Overcrowding in the pot: For the best results, fill a slow cooker between one-half and two-thirds full. Go ahead and cook big roasts and whole chickens; just make sure you use a large crock and that the lid fits snugly on top.
Crock Pot Care
The ceramic insert in a slow cooker can crack if exposed to abrupt temperature shifts. In other words, don’t place a hot ceramic insert directly on a cold counter; put down a dishtowel first.
Same goes for using a filled insert you’ve stowed overnight in the refrigerator: Let it come to room temperature before putting it in a preheated base.

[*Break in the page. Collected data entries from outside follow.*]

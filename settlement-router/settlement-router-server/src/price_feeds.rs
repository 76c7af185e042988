//! Oracle price feed selection and conversion
//!
//! Every feed quotes a currency against USD, so converting between two
//! non-USD currencies takes a pair of feeds pivoting through USD

use alloy::{providers::DynProvider, sol};
use alloy_primitives::{Address, U256};
use async_trait::async_trait;
use settlement_router_api::{
    invoice::Invoice,
    payment::{PaymentType, PriceFeedDetails, APPROXIMATE_RATE_DECIMALS},
    token::{currency, TokenInfo},
};
use tracing::{info, instrument};

use crate::{
    chain::{ChainInfo, RouterVersion},
    error::SettlementError,
    fixed_point::{pow10, scale_minor_units},
    payload::abi::{IYodlRouterV1, IYodlRouterV2},
};

sol! {
    #[sol(rpc)]
    interface AggregatorV3Interface {
        function decimals() external view returns (uint8);
        function latestRoundData()
            external
            view
            returns (
                uint80 roundId,
                int256 answer,
                uint256 startedAt,
                uint256 updatedAt,
                uint80 answeredInRound
            );
    }
}

// ----------------
// | Feed Reading |
// ----------------

/// Reads oracle prices and the router's feed-based conversion
#[async_trait]
pub trait PriceFeedReader: Send + Sync {
    /// The latest answer of a feed and its decimals
    async fn latest_rate(&self, feed: Address) -> Result<(U256, u8), SettlementError>;

    /// Convert `amount` through a feed pair using the router's own
    /// conversion
    async fn exchange_rate(
        &self,
        router: Address,
        version: RouterVersion,
        feeds: [Address; 2],
        amount: U256,
    ) -> Result<U256, SettlementError>;
}

/// A feed reader backed by an RPC provider
#[derive(Clone)]
pub struct OnChainPriceFeedReader {
    /// The RPC provider
    provider: DynProvider,
}

impl OnChainPriceFeedReader {
    /// Create a new reader
    pub fn new(provider: DynProvider) -> Self {
        Self { provider }
    }
}

#[async_trait]
impl PriceFeedReader for OnChainPriceFeedReader {
    async fn latest_rate(&self, feed: Address) -> Result<(U256, u8), SettlementError> {
        let aggregator = AggregatorV3Interface::new(feed, self.provider.clone());
        let round = aggregator.latestRoundData().call().await.map_err(|e| {
            SettlementError::onchain(format!("Failed to fetch latestRoundData from feed. {e}"))
        })?;
        let decimals = aggregator.decimals().call().await.map_err(|e| {
            SettlementError::onchain(format!(
                "Failed to fetch exchange rate decimals from feed. {e}"
            ))
        })?;

        if round.answer.is_negative() {
            return Err(SettlementError::onchain(format!("negative answer from feed {feed:#x}")));
        }
        Ok((round.answer.into_raw(), decimals))
    }

    async fn exchange_rate(
        &self,
        router: Address,
        version: RouterVersion,
        feeds: [Address; 2],
        amount: U256,
    ) -> Result<U256, SettlementError> {
        let converted = match version {
            RouterVersion::V1 => {
                // The legacy router takes a single-feed dynamic array
                let contract = IYodlRouterV1::new(router, self.provider.clone());
                contract.exchangeRate(vec![feeds[0]], amount).call().await.map(|r| r.converted)
            },
            RouterVersion::V2 => {
                let contract = IYodlRouterV2::new(router, self.provider.clone());
                contract.exchangeRate(feeds, amount).call().await.map(|r| r.converted)
            },
        }
        .map_err(SettlementError::onchain)?;

        Ok(converted)
    }
}

// ------------------
// | Feed Selection |
// ------------------

/// Select the feeds converting between the invoice currency and a token
///
/// Direct payments convert the invoice currency into the token paid; swaps
/// convert the swap's output token into the invoice currency. An empty
/// result means no conversion applies
pub fn get_price_feeds(
    chain: &ChainInfo,
    invoice_currency: &str,
    token: &TokenInfo,
    payment_type: PaymentType,
) -> Result<Vec<Address>, SettlementError> {
    let token_currency = match token.currency.as_deref() {
        Some(ccy) if ccy != invoice_currency => ccy,
        _ => return Ok(vec![]),
    };

    if chain.price_feeds.is_empty() {
        return Err(SettlementError::validation(format!(
            "Chain {} does not have any price feeds.",
            chain.chain_id
        )));
    }

    let feed = |ccy: &str| chain.price_feeds.get(ccy).copied();
    let direct = payment_type == PaymentType::Direct;
    let only_if = |cond: bool, addr: Address| if cond { addr } else { Address::ZERO };

    if invoice_currency == currency::USD {
        let token_feed = feed(token_currency).ok_or_else(|| {
            SettlementError::validation(format!("Price feed for {token_currency} not present."))
        })?;
        return Ok(vec![only_if(!direct, token_feed), only_if(direct, token_feed)]);
    }

    if token_currency == currency::USD {
        let invoice_feed = feed(invoice_currency).ok_or_else(|| {
            SettlementError::validation(format!("Price feed for {invoice_currency} not present."))
        })?;
        return Ok(vec![only_if(direct, invoice_feed), only_if(!direct, invoice_feed)]);
    }

    // Pivot through USD
    let (Some(token_feed), Some(invoice_feed)) = (feed(token_currency), feed(invoice_currency))
    else {
        return Err(SettlementError::validation(format!(
            "Price feeds not present for {token_currency} and {invoice_currency}."
        )));
    };

    Ok(match payment_type {
        PaymentType::Direct => vec![invoice_feed, token_feed],
        PaymentType::Swap => vec![token_feed, invoice_feed],
    })
}

/// Build the oracle conversion attached to a payment in `token`
///
/// For a direct payment `token` is the token paid; for a swap it is the
/// swap's output token. Swap feeds are reversed for the conversion call,
/// since the output amount is worked backwards from the invoice currency
#[instrument(skip_all, fields(currency = %invoice.currency, token = %token.symbol))]
pub async fn resolve_price_feed_details(
    reader: &dyn PriceFeedReader,
    chain: &ChainInfo,
    router_version: RouterVersion,
    invoice: &Invoice,
    token: &TokenInfo,
    payment_type: PaymentType,
) -> Result<PriceFeedDetails, SettlementError> {
    // Native-denominated direct payments are priced at native precision
    let native_invoice =
        payment_type == PaymentType::Direct && invoice.currency == chain.native_currency.symbol;
    let decimals = if native_invoice { chain.native_currency.decimals } else { token.decimals };
    let amount = scale_minor_units(invoice.amount_in_minor, decimals);

    let feed_addresses = get_price_feeds(chain, &invoice.currency, token, payment_type)?;
    if feed_addresses.is_empty() {
        return Ok(PriceFeedDetails {
            feed_addresses: vec![Address::ZERO, Address::ZERO],
            approximate_rate: pow10(APPROXIMATE_RATE_DECIMALS),
            converted_amount: amount,
            decimals,
        });
    }

    if amount.is_zero() {
        return Err(SettlementError::validation("Invoice amount must be positive."));
    }
    if router_version == RouterVersion::V1 && feed_addresses.get(1).is_some_and(|f| !f.is_zero())
    {
        return Err(SettlementError::validation(
            "Router V0.1 does not support inverse or multiple price feeds.",
        ));
    }

    let router = chain.router_address(router_version).ok_or_else(|| {
        SettlementError::config("Could not fetch YODL router address for the given chain.")
    })?;

    let mut call_feeds = [Address::ZERO; 2];
    for (slot, feed) in call_feeds.iter_mut().zip(feed_addresses.iter()) {
        *slot = *feed;
    }
    if payment_type == PaymentType::Swap {
        call_feeds.reverse();
    }

    let converted = reader.exchange_rate(router, router_version, call_feeds, amount).await?;
    let approximate_rate = converted * pow10(APPROXIMATE_RATE_DECIMALS) / amount;
    info!("converted {amount} {} to {converted} at rate {approximate_rate}", invoice.currency);

    Ok(PriceFeedDetails { feed_addresses, approximate_rate, converted_amount: converted, decimals })
}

I also highly recommend hand washing your insert right after it’s empty so you can use it again as soon as possible.
Naturally. Here are some safety tips for using your crock pot.
Adjust for high altitude: For high-altitude cooking, add an additional 30 minutes for each hour of time specified in the recipe. Legumes take about twice as long as they would at sea level.
Unplugged means unusable: Forgot to turn on your cooker (or accidentally tried to “cook” your meal on warm)? Any food that sits between the temperatures of 40 and 140 degrees F can harbor bacteria. Toss the contents and start again.
I suggest using a meat thermometer to test the internal temperature of your meat.
Keep the lid closed: Each peek you take during the cooking process will add an additional 15 to 20 minutes of cooking time. And curb the urge to stir; it’s usually not necessary and tends to slow down the cooking. You’ll need to adjust for this, of course.
On Your Way to Better Slow Cooking!
How many times have we came home at the end of the day and wished we had a meal already cooked for us?
The answer is – You can! With your slow cooker!
I’ve given you lots of crock pot tricks plus some common slow cooking mistakes to avoid. Now, you have the best tips for better slow cooking that will actually save you time, money and sanity.